[Exercise brief] Take each line in the entries below that holds "BufReader" and show it.

[Task data]
____________________
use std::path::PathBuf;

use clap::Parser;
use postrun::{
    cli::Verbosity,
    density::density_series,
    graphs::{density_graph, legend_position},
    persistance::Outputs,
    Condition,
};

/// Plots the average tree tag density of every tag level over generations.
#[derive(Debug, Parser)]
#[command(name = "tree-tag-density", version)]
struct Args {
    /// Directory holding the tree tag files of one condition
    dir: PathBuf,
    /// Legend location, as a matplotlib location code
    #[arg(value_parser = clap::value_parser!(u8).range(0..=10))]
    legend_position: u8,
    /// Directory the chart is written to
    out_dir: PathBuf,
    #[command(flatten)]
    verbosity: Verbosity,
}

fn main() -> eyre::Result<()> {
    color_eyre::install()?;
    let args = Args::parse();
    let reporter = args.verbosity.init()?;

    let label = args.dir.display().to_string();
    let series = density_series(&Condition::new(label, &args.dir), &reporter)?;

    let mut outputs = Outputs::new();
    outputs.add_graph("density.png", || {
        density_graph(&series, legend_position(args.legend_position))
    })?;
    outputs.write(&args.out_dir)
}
____________________
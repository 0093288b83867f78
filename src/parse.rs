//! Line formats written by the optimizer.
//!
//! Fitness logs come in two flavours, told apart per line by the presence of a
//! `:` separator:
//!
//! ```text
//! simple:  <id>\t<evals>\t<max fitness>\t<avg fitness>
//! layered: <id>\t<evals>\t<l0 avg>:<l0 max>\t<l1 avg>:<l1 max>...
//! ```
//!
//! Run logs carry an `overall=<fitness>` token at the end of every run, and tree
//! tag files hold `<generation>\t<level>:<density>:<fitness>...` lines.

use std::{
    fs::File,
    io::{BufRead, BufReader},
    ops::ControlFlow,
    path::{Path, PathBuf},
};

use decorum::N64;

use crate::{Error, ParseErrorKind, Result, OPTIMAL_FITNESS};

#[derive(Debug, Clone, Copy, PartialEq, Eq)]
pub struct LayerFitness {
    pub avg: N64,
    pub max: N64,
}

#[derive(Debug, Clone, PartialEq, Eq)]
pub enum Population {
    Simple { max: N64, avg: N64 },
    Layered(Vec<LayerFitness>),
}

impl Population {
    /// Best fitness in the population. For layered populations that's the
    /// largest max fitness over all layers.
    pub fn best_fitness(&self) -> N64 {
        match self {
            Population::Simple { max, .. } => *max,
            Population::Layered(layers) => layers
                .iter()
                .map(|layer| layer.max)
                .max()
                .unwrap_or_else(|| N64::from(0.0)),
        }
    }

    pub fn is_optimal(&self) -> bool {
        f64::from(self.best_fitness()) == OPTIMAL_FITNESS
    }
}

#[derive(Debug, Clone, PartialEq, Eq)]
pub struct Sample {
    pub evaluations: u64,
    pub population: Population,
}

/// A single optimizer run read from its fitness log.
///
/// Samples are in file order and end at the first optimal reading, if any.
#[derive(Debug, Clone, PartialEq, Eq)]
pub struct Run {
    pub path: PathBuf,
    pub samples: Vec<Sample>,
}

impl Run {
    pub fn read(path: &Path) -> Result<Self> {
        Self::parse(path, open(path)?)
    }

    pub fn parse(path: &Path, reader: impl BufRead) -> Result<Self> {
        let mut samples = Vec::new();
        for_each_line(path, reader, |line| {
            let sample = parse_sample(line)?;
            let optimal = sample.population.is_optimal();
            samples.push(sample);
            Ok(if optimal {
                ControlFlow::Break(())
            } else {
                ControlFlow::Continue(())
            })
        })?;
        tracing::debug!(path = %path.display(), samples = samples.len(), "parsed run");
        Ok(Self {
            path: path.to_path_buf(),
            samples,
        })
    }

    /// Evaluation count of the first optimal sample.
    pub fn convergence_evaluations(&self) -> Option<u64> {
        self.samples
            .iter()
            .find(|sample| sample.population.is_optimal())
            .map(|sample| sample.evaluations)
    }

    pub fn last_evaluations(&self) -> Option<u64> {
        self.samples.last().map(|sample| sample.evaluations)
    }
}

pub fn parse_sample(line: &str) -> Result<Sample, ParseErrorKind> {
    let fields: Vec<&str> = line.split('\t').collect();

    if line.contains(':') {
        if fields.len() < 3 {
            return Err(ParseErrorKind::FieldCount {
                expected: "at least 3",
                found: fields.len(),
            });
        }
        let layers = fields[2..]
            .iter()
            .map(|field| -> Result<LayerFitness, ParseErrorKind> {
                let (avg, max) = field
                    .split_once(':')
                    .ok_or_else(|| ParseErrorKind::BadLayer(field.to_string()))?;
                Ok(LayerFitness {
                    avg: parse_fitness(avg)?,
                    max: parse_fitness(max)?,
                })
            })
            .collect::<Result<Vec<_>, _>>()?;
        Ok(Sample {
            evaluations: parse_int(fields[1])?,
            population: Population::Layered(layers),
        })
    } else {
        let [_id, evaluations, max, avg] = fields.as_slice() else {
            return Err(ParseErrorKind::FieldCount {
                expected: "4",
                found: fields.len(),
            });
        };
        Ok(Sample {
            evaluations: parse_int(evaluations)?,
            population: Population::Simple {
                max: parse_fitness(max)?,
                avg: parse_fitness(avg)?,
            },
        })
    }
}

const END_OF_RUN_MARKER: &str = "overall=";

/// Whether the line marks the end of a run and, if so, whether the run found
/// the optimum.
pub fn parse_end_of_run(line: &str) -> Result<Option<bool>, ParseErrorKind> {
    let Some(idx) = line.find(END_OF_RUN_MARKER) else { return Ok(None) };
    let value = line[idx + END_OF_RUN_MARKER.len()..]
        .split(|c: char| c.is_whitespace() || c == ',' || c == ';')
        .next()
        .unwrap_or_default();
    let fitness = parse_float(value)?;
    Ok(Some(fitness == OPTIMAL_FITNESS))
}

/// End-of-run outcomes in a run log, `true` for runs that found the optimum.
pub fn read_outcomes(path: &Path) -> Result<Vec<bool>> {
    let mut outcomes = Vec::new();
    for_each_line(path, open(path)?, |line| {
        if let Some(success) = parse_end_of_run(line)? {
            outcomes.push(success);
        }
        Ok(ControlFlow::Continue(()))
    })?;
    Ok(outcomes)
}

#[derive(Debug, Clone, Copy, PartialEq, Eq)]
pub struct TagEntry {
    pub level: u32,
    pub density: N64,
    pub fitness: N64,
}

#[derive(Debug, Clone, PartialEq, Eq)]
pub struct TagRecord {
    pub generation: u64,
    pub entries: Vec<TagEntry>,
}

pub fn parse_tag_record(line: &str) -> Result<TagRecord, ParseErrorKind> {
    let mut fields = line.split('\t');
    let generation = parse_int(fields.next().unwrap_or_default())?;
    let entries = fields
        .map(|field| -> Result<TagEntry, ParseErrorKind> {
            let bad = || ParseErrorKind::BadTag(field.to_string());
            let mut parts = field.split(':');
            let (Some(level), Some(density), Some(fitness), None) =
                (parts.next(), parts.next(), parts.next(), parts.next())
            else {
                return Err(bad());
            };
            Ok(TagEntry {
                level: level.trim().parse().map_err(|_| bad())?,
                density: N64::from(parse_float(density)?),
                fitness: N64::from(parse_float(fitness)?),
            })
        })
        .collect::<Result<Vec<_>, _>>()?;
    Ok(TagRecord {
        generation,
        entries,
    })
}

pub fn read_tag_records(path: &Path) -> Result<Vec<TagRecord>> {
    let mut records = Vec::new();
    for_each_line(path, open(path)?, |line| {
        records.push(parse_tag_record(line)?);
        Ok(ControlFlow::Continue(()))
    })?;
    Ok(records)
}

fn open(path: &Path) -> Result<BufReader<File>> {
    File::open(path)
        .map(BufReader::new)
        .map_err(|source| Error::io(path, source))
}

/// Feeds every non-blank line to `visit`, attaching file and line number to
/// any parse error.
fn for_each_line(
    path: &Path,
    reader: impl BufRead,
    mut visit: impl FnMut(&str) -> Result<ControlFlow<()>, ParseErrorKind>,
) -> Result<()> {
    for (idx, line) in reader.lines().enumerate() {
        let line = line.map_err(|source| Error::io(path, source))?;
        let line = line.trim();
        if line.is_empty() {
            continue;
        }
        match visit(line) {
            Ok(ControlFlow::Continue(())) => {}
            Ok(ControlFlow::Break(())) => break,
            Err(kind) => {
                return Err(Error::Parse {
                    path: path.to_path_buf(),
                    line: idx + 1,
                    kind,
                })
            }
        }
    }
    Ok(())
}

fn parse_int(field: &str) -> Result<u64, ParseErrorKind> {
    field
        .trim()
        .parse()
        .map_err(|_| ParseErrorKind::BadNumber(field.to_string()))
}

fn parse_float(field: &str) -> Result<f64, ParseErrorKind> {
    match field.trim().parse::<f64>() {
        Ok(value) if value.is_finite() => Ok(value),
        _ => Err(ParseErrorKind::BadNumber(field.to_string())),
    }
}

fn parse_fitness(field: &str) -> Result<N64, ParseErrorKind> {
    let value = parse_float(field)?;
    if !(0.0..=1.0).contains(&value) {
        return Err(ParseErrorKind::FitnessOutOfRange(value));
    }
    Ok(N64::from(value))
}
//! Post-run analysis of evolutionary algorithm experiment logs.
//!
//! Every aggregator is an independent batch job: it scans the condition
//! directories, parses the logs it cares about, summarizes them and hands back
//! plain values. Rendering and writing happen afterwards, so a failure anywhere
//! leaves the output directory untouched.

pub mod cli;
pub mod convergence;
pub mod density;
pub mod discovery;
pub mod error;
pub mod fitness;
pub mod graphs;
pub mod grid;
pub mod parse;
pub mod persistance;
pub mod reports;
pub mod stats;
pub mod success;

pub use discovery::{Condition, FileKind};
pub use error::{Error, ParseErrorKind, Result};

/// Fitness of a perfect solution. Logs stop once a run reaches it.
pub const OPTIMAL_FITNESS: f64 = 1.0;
____________________
[Solved exercise]
    io::{BufRead, BufReader},
fn open(path: &Path) -> Result<BufReader<File>> {
        .map(BufReader::new)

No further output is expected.